# Requirement:
Below are the records. List every line holding the word "never".

[Material to process Boundary: Start]

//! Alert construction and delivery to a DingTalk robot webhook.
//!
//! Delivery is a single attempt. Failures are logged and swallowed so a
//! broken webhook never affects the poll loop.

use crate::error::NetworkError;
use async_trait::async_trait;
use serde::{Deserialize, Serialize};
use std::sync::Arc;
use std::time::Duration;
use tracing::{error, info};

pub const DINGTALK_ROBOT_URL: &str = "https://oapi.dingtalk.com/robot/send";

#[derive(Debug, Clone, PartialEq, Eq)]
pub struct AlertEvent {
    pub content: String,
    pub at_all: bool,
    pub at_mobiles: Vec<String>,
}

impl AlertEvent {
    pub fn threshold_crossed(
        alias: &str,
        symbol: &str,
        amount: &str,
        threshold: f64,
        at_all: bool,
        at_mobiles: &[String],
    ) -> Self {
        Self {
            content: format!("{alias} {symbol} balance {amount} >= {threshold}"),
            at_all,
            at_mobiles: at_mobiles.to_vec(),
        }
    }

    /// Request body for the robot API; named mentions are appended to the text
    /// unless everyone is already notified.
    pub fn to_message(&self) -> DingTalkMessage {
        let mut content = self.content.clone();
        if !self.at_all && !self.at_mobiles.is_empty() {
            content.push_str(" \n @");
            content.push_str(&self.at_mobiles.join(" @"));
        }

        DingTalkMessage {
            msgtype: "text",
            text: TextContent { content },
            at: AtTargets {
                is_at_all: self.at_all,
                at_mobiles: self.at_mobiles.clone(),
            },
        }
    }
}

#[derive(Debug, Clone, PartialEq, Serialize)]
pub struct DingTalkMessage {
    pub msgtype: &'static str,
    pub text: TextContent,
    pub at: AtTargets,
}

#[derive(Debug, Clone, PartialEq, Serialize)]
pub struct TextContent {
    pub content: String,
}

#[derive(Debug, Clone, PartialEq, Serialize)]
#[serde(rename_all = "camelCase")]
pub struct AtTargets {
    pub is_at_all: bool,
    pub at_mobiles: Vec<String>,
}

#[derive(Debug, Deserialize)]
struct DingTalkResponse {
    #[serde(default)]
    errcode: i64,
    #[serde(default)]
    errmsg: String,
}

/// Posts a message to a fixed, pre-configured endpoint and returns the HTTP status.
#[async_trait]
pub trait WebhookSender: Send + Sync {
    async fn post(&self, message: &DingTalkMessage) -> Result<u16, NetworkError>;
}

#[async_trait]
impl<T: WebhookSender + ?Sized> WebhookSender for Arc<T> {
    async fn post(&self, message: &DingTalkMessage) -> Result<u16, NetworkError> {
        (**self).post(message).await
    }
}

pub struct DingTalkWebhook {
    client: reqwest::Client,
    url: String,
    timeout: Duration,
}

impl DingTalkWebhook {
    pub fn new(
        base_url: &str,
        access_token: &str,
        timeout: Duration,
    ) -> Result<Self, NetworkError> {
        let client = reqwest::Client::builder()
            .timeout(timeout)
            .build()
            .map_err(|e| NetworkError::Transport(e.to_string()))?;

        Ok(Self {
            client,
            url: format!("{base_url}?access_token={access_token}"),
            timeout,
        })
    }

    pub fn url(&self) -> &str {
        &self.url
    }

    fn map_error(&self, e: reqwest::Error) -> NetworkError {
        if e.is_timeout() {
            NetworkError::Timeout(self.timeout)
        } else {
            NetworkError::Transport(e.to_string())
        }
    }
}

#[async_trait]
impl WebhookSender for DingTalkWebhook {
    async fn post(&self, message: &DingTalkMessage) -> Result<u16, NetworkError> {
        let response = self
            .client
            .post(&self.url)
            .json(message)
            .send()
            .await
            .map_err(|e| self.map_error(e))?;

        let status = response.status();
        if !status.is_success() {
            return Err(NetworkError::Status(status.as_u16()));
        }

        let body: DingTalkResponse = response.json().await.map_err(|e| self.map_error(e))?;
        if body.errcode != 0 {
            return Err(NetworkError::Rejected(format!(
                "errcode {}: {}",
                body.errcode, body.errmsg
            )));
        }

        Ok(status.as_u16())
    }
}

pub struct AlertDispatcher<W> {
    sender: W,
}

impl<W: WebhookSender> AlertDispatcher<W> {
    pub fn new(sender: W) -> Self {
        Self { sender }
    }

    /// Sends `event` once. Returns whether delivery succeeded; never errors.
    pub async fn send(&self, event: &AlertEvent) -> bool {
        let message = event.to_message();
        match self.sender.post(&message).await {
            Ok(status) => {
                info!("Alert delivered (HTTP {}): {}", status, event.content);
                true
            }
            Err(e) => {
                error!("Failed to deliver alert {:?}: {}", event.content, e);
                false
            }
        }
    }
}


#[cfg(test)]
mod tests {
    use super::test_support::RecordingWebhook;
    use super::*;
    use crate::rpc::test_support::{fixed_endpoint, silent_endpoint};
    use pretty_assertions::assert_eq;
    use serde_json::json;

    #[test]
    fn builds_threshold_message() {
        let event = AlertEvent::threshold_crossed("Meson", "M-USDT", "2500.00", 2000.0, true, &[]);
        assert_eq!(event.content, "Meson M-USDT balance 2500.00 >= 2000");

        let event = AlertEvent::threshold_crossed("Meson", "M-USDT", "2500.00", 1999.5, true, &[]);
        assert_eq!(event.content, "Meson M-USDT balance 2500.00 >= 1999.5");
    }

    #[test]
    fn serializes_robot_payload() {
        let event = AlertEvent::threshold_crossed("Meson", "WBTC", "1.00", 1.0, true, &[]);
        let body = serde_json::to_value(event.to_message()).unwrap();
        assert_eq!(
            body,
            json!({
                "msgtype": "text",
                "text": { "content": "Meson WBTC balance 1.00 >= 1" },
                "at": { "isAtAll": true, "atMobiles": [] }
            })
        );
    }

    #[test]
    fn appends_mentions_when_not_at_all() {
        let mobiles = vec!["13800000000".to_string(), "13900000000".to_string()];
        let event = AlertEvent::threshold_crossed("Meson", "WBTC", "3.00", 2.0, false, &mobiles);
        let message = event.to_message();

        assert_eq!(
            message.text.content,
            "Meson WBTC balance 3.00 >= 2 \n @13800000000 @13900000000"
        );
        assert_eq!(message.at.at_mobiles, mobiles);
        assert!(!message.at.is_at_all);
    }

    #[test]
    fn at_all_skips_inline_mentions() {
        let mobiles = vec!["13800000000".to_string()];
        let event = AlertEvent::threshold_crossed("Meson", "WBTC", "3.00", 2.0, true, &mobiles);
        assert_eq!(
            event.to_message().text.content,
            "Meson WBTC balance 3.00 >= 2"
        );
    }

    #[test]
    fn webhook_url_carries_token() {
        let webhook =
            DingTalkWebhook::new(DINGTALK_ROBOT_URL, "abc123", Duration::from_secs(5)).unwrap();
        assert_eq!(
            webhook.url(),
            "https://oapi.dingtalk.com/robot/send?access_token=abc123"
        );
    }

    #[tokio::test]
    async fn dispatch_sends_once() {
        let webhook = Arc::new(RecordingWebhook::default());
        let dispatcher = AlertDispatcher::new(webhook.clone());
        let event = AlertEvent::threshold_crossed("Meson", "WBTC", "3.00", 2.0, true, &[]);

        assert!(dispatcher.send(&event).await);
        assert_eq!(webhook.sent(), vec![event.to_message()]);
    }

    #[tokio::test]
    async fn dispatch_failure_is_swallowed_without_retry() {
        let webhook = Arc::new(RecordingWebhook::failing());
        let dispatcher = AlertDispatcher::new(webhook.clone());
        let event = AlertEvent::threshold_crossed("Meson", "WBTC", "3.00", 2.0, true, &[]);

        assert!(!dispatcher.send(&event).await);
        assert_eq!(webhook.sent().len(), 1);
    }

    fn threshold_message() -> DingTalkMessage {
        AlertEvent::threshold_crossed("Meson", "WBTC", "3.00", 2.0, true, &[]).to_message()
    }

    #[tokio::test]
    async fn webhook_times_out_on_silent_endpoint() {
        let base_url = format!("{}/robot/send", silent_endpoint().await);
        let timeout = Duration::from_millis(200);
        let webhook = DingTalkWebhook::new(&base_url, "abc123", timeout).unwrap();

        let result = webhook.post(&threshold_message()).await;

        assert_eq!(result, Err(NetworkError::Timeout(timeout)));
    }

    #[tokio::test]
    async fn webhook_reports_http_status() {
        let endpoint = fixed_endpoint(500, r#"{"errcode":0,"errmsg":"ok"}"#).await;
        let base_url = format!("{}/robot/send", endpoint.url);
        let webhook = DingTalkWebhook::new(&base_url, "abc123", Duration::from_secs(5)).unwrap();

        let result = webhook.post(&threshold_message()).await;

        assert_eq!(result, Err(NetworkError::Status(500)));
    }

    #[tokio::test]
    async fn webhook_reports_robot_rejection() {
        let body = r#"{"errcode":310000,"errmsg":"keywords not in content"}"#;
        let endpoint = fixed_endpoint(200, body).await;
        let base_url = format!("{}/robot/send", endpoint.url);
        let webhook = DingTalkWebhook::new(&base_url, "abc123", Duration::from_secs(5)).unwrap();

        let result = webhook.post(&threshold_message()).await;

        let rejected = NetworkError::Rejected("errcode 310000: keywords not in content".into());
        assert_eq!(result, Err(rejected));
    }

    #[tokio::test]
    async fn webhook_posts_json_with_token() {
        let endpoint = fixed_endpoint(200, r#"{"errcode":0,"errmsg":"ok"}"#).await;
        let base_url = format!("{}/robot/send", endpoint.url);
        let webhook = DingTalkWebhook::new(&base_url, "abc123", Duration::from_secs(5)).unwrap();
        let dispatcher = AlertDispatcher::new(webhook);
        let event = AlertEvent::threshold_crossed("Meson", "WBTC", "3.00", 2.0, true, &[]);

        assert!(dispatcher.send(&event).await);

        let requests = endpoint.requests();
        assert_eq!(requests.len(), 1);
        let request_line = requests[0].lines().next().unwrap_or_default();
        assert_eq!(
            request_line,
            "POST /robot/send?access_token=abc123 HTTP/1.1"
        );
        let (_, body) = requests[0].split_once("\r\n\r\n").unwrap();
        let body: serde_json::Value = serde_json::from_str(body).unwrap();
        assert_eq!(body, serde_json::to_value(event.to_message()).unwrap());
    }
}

[Material to process Boundary: End]

# Exercise answer:
//! broken webhook never affects the poll loop.
    /// Sends `event` once. Returns whether delivery succeeded; never errors.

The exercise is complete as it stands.